* [HOW TO COMPLETE THIS TASK] Your job is to return every line in the data holding the string "source".

[Dataset entries]
--------------------------------------------------

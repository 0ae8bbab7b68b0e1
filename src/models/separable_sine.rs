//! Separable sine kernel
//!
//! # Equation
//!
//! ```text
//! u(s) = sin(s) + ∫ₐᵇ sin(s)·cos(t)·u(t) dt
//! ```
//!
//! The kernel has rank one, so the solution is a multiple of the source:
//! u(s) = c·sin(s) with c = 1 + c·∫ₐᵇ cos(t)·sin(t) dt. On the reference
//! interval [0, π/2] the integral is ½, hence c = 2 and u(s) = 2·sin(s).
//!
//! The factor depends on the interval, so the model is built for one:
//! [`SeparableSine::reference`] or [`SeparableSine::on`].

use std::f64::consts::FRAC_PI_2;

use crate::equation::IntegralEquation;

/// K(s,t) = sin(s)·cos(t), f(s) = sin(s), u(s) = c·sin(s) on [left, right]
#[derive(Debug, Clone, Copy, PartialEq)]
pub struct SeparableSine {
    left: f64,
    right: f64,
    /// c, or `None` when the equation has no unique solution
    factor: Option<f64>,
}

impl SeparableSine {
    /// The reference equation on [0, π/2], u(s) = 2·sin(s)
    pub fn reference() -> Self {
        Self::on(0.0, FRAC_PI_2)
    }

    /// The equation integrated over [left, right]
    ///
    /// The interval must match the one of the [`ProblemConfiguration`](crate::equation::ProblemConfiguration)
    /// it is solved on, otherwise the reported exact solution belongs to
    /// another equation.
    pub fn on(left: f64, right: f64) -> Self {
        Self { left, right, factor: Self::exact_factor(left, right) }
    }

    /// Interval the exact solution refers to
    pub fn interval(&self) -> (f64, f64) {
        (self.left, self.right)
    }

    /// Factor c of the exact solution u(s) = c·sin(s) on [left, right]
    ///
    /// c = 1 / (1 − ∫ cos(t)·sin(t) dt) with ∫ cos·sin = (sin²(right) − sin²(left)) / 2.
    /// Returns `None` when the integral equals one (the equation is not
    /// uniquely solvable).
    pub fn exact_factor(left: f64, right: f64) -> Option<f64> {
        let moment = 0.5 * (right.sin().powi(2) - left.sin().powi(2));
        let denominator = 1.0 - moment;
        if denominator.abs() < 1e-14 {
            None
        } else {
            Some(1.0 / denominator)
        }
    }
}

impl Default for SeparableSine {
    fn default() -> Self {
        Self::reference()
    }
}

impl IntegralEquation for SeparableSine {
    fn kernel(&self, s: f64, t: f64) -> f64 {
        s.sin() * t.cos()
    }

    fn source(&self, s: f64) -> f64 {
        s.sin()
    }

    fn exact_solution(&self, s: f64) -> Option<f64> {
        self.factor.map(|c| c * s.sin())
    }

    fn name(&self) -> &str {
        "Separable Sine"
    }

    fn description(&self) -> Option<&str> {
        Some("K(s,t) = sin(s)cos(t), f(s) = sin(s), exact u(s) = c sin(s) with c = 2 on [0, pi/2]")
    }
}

--------------------------------------------------

* [ANSWER SECTION]
//! The kernel has rank one, so the solution is a multiple of the source:
    fn source(&self, s: f64) -> f64 {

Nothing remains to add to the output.